§ EXERCISE
Every line with the string "listen" in it belongs in your answer, so copy them all from the data.

[[ SOURCE INFORMATION open ]]

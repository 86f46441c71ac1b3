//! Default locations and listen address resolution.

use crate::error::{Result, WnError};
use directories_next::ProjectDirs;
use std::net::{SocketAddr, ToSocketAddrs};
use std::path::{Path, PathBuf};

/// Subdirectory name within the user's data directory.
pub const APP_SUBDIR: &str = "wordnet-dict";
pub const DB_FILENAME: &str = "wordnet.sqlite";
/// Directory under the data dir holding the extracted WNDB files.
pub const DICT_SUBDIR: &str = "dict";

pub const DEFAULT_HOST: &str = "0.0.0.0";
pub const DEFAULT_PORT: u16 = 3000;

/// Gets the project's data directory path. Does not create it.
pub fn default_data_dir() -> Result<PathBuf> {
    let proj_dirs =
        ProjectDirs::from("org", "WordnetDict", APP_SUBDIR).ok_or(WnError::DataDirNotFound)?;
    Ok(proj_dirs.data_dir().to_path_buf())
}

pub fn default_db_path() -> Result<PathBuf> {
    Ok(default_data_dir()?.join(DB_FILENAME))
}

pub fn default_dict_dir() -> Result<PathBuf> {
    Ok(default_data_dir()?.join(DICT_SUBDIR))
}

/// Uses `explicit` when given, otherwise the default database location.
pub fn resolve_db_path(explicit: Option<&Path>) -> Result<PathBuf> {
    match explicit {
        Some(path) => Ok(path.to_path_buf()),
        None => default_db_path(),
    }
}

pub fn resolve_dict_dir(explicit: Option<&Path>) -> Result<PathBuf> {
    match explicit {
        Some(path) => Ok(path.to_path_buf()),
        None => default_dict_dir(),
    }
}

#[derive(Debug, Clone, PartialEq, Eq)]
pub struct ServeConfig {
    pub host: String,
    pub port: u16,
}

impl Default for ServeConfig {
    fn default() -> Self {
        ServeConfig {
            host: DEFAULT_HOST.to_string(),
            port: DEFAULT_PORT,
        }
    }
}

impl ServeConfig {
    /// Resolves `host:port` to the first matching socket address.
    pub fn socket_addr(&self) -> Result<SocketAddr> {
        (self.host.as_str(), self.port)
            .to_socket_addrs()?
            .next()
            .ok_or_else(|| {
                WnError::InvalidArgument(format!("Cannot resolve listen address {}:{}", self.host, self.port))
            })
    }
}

[[ SOURCE INFORMATION closed ]]

§ TASK RESPONSE
//! Default locations and listen address resolution.
                WnError::InvalidArgument(format!("Cannot resolve listen address {}:{}", self.host, self.port))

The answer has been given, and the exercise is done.